Data for the task:

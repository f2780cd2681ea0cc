//! Headless table accordion and zip-code autocomplete widgets.
//!
//! Widgets own their state explicitly and project it onto a
//! [`zipdom::Document`]. Suggestion lookups go through a
//! [`source::SuggestionSource`]; [`autocomplete::AutocompleteDriver`] runs them
//! on tokio tasks and drops out-of-date responses.

pub mod accordion;
pub mod autocomplete;
pub mod config;
pub mod dom;
pub mod error;
pub mod page;
pub mod source;

pub use accordion::{Accordion, SectionState};
pub use autocomplete::{Autocomplete, AutocompleteDriver, Completion, SubmitOutcome};
pub use config::{AutocompleteConfig, ClientConfig};
pub use error::{Error, SourceError, WidgetError};
pub use page::{Page, PageBuilder, PageOutcome};
pub mod document;
pub mod element;
pub mod event;
pub mod render;
pub mod types;

pub use document::Document;
pub use element::Element;
pub use event::Event;
pub use render::render_text;
pub use types::*;
//! A search page: the zip-code form above a results table with accordion
//! sections.

use zipdom::{Document, Element, Event, Tag};

use crate::accordion::{Accordion, SectionState};
use crate::autocomplete::{ApplyOutcome, Autocomplete, Completion, SubmitOutcome, SuggestionRequest};
use crate::config::AutocompleteConfig;
use crate::dom::{
    ACCORDION_CONTENT_CLASS, EXTRA_COL_CLASS, SEARCH_FORM_ID, SEARCH_INPUT_ID,
    SUGGESTION_ERROR_ID, SUGGESTION_LIST_ID, button_id, section_of_button, suggestion_index,
};
use crate::error::WidgetError;

/// What a dispatched event did.
#[derive(Debug, Clone, PartialEq, Eq)]
pub enum PageOutcome {
    /// The event did not concern any widget.
    Ignored,
    /// The query became too short; suggestions were cleared.
    Idle,
    /// The caller must perform this lookup and hand the result to [`Page::apply`].
    Request(SuggestionRequest),
    /// A suggestion was picked.
    Selected(String),
    /// A click outside the autocomplete closed its list.
    Dismissed,
    /// An accordion section changed state.
    Toggled { section: String, state: SectionState },
    /// The search form was submitted.
    Submitted(SubmitOutcome),
}

/// Document plus the two widgets projected onto it.
///
/// Events are routed the way a browser would deliver them: a click reaches
/// both the element under the pointer and the document, so a click on an
/// accordion button also dismisses open suggestions.
#[derive(Debug, Clone)]
pub struct Page {
    document: Document,
    accordion: Accordion,
    autocomplete: Autocomplete,
}

impl Page {
    /// Attach widgets to an existing document.
    ///
    /// The search form, input and suggestion list must exist. Accordion
    /// sections are discovered by class. The widgets render once immediately.
    pub fn new(document: Document, config: AutocompleteConfig) -> Result<Self, WidgetError> {
        for id in [SEARCH_FORM_ID, SEARCH_INPUT_ID, SUGGESTION_LIST_ID] {
            if document.get(id).is_none() {
                return Err(WidgetError::MissingElement(id.to_string()));
            }
        }

        let query = document.value(SEARCH_INPUT_ID).unwrap_or_default().to_string();
        let accordion = Accordion::from_document(&document);
        let autocomplete = Autocomplete::new(config).with_query(query);

        let mut page = Self {
            document,
            accordion,
            autocomplete,
        };
        page.render()?;
        Ok(page)
    }

    pub fn document(&self) -> &Document {
        &self.document
    }

    pub fn accordion(&self) -> &Accordion {
        &self.accordion
    }

    pub fn autocomplete(&self) -> &Autocomplete {
        &self.autocomplete
    }

    /// Re-project both widgets onto the document.
    pub fn render(&mut self) -> Result<(), WidgetError> {
        self.accordion.render(&mut self.document)?;
        self.autocomplete.render(&mut self.document)
    }

    /// Plain-text view of the visible document.
    pub fn to_text(&self) -> String {
        zipdom::render_text(self.document.root())
    }

    pub fn dispatch(&mut self, event: &Event) -> Result<PageOutcome, WidgetError> {
        log::debug!("Page::dispatch {:?}", event);
        match event {
            Event::Input { target, value } if target == SEARCH_INPUT_ID => {
                let request = self.autocomplete.on_input(value.as_str());
                self.autocomplete.render(&mut self.document)?;
                Ok(request.map_or(PageOutcome::Idle, PageOutcome::Request))
            }
            Event::Click { target } => self.dispatch_click(target.as_deref()),
            Event::Submit { target } if target == SEARCH_FORM_ID => {
                Ok(PageOutcome::Submitted(self.autocomplete.submit()))
            }
            _ => Ok(PageOutcome::Ignored),
        }
    }

    fn dispatch_click(&mut self, target: Option<&str>) -> Result<PageOutcome, WidgetError> {
        let in_list = target.is_some_and(|t| self.document.contains(SUGGESTION_LIST_ID, t));
        let in_input = target.is_some_and(|t| self.document.contains(SEARCH_INPUT_ID, t));

        if in_list {
            if let Some(index) = target.and_then(suggestion_index) {
                let chosen = self.autocomplete.select(index)?;
                self.autocomplete.render(&mut self.document)?;
                return Ok(PageOutcome::Selected(chosen));
            }
        }

        let mut outcome = PageOutcome::Ignored;
        let on_button = target
            .and_then(|t| self.document.get(t))
            .is_some_and(|el| el.tag == Tag::Button);
        if let Some(section) = target.and_then(section_of_button).filter(|_| on_button) {
            if self.accordion.contains(section) {
                let state = self.accordion.toggle_in(&mut self.document, section)?;
                outcome = PageOutcome::Toggled {
                    section: section.to_string(),
                    state,
                };
            }
        }

        if !in_list && !in_input {
            let was_open = self.autocomplete.is_open();
            self.autocomplete.dismiss();
            self.autocomplete.render(&mut self.document)?;
            if was_open && outcome == PageOutcome::Ignored {
                outcome = PageOutcome::Dismissed;
            }
        }

        Ok(outcome)
    }

    /// Apply a finished lookup and re-render the list.
    pub fn apply(&mut self, completion: Completion) -> Result<ApplyOutcome, WidgetError> {
        let outcome = self
            .autocomplete
            .apply(completion.generation, completion.result);
        if outcome != ApplyOutcome::Stale {
            self.autocomplete.render(&mut self.document)?;
        }
        Ok(outcome)
    }
}

/// One accordion section of the results table.
#[derive(Debug, Clone)]
pub struct Section {
    id: String,
    title: String,
    expanded: bool,
    rows: Vec<(Vec<String>, Vec<String>)>,
}

impl Section {
    pub fn new(id: impl Into<String>, title: impl Into<String>) -> Self {
        Self {
            id: id.into(),
            title: title.into(),
            expanded: false,
            rows: Vec::new(),
        }
    }

    /// Start the section expanded.
    pub fn expanded(mut self) -> Self {
        self.expanded = true;
        self
    }

    /// Add a row. `extra` cells belong to the extra columns.
    pub fn row<C, E>(mut self, cells: C, extra: E) -> Self
    where
        C: IntoIterator,
        C::Item: Into<String>,
        E: IntoIterator,
        E::Item: Into<String>,
    {
        self.rows.push((
            cells.into_iter().map(Into::into).collect(),
            extra.into_iter().map(Into::into).collect(),
        ));
        self
    }
}

/// Builds the standard search page document.
///
/// # Example
///
/// ```
/// use zipwidgets::PageBuilder;
/// use zipwidgets::page::Section;
///
/// let page = PageBuilder::new()
///     .columns(["Zip Code", "Accidents"])
///     .extra_columns(["Rank"])
///     .section(Section::new("decile-1", "Decile 1").row(["10001", "42"], ["1"]))
///     .build()
///     .unwrap();
///
/// assert_eq!(page.accordion().len(), 1);
/// ```
#[derive(Debug, Clone, Default)]
pub struct PageBuilder {
    placeholder: Option<String>,
    columns: Vec<String>,
    extra_columns: Vec<String>,
    sections: Vec<Section>,
    config: AutocompleteConfig,
}

impl PageBuilder {
    pub fn new() -> Self {
        Self::default()
    }

    pub fn placeholder(mut self, placeholder: impl Into<String>) -> Self {
        self.placeholder = Some(placeholder.into());
        self
    }

    pub fn columns<I>(mut self, columns: I) -> Self
    where
        I: IntoIterator,
        I::Item: Into<String>,
    {
        self.columns = columns.into_iter().map(Into::into).collect();
        self
    }

    /// Columns shown only while at least one section is expanded.
    pub fn extra_columns<I>(mut self, columns: I) -> Self
    where
        I: IntoIterator,
        I::Item: Into<String>,
    {
        self.extra_columns = columns.into_iter().map(Into::into).collect();
        self
    }

    pub fn section(mut self, section: Section) -> Self {
        self.sections.push(section);
        self
    }

    pub fn config(mut self, config: AutocompleteConfig) -> Self {
        self.config = config;
        self
    }

    /// Assemble the document without attaching widgets.
    pub fn document(&self) -> Document {
        let mut input = Element::input("").id(SEARCH_INPUT_ID);
        if let Some(placeholder) = &self.placeholder {
            input = input.placeholder(placeholder.as_str());
        }

        let form = Element::form()
            .id(SEARCH_FORM_ID)
            .child(input)
            .child(Element::button("Search").id("search-submit"))
            .child(Element::div().id(SUGGESTION_LIST_ID).hidden())
            .child(Element::text("").id(SUGGESTION_ERROR_ID).hidden());

        Document::new(
            Element::div()
                .id("page")
                .child(form)
                .child(self.results_table()),
        )
    }

    /// Assemble the document and attach widgets to it.
    pub fn build(self) -> Result<Page, WidgetError> {
        let document = self.document();
        Page::new(document, self.config)
    }

    fn results_table(&self) -> Element {
        let header = self
            .columns
            .iter()
            .map(|c| Element::td(c.as_str()))
            .chain(std::iter::once(Element::td("")))
            .chain(self.extra_columns.iter().map(|c| extra_cell(c)))
            .collect();
        let mut table = Element::table()
            .id("results")
            .child(Element::thead().child(Element::tr().children(header)));

        for section in &self.sections {
            table = table
                .child(self.section_header(section))
                .child(self.section_body(section));
        }
        table
    }

    fn section_header(&self, section: &Section) -> Element {
        let initial = if section.expanded {
            SectionState::Expanded
        } else {
            SectionState::Collapsed
        };

        let mut cells = vec![Element::td(section.title.as_str())];
        cells.extend((1..self.columns.len()).map(|_| Element::td("")));
        cells.push(
            Element::td("").child(
                Element::button(initial.button_label()).id(button_id(&section.id)),
            ),
        );
        cells.extend(self.extra_columns.iter().map(|_| extra_cell("")));

        Element::tbody()
            .id(format!("{}-header", section.id))
            .child(Element::tr().children(cells))
    }

    fn section_body(&self, section: &Section) -> Element {
        let mut body = Element::tbody()
            .id(section.id.as_str())
            .class(ACCORDION_CONTENT_CLASS);
        if !section.expanded {
            body = body.hidden();
        }

        for (cells, extra) in &section.rows {
            let row: Vec<Element> = cells
                .iter()
                .map(|c| Element::td(c.as_str()))
                .chain(std::iter::once(Element::td("")))
                .chain(extra.iter().map(|c| extra_cell(c)))
                .collect();
            body = body.child(Element::tr().children(row));
        }
        body
    }
}

fn extra_cell(text: &str) -> Element {
    Element::td(text).class(EXTRA_COL_CLASS).hidden()
}
//! Plain-text rendering of a document.
//!
//! Hidden elements (display `none`) and everything inside them are skipped.
//! Tables are laid out as aligned columns; other elements render one line per
//! text-bearing leaf, indented by depth.

use unicode_width::UnicodeWidthStr;

use crate::element::Content;
use crate::types::Tag;
use crate::Element;

const INDENT: &str = "  ";
const CELL_SEPARATOR: &str = " | ";

pub fn render_text(root: &Element) -> String {
    let mut out = String::new();
    render_element(root, 0, &mut out);
    out
}

fn render_element(element: &Element, depth: usize, out: &mut String) {
    if element.is_hidden() {
        return;
    }

    match element.tag {
        Tag::Table => render_table(element, depth, out),
        Tag::Input => {
            let line = match &element.content {
                Content::Input { value, placeholder } if value.is_empty() => {
                    format!("[{}]", placeholder.as_deref().unwrap_or(""))
                }
                Content::Input { value, .. } => format!("[{value}]"),
                _ => String::new(),
            };
            push_line(out, depth, &line);
        }
        Tag::Button => push_line(out, depth, &format!("<{}>", element.text_content())),
        _ => match &element.content {
            Content::None => {}
            Content::Text(text) => push_line(out, depth, text),
            Content::Input { .. } => {}
            Content::Children(children) => {
                for child in children {
                    render_element(child, depth + 1, out);
                }
            }
        },
    }
}

fn render_table(table: &Element, depth: usize, out: &mut String) {
    let mut rows: Vec<Vec<String>> = Vec::new();
    collect_rows(table, &mut rows);

    let columns = rows.iter().map(Vec::len).max().unwrap_or(0);
    let mut widths = vec![0usize; columns];
    for row in &rows {
        for (i, cell) in row.iter().enumerate() {
            widths[i] = widths[i].max(cell.width());
        }
    }

    for row in rows {
        let line = row
            .iter()
            .enumerate()
            .map(|(i, cell)| {
                let pad = widths[i].saturating_sub(cell.width());
                format!("{cell}{}", " ".repeat(pad))
            })
            .collect::<Vec<_>>()
            .join(CELL_SEPARATOR);
        push_line(out, depth, line.trim_end());
    }
}

/// Gather visible rows of a table; each row is the list of its visible cells.
fn collect_rows(element: &Element, rows: &mut Vec<Vec<String>>) {
    for child in element.child_elements() {
        if child.is_hidden() {
            continue;
        }
        if child.tag == Tag::TableRow {
            let cells = child
                .child_elements()
                .iter()
                .filter(|cell| !cell.is_hidden())
                .map(|cell| match cell.tag {
                    Tag::Button => format!("<{}>", cell.text_content()),
                    _ => visible_text(cell),
                })
                .collect();
            rows.push(cells);
        } else {
            collect_rows(child, rows);
        }
    }
}

fn visible_text(element: &Element) -> String {
    if element.is_hidden() {
        return String::new();
    }
    match &element.content {
        Content::Children(children) => children
            .iter()
            .map(|child| match child.tag {
                Tag::Button if !child.is_hidden() => format!("<{}>", child.text_content()),
                _ => visible_text(child),
            })
            .collect(),
        _ => element.text_content(),
    }
}

fn push_line(out: &mut String, depth: usize, text: &str) {
    for _ in 0..depth {
        out.push_str(INDENT);
    }
    out.push_str(text);
    out.push('\n');
}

What the task asks: Which lines above include the string "Idle"? Show them.

Finished task:
    Idle,
                Ok(request.map_or(PageOutcome::Idle, PageOutcome::Request))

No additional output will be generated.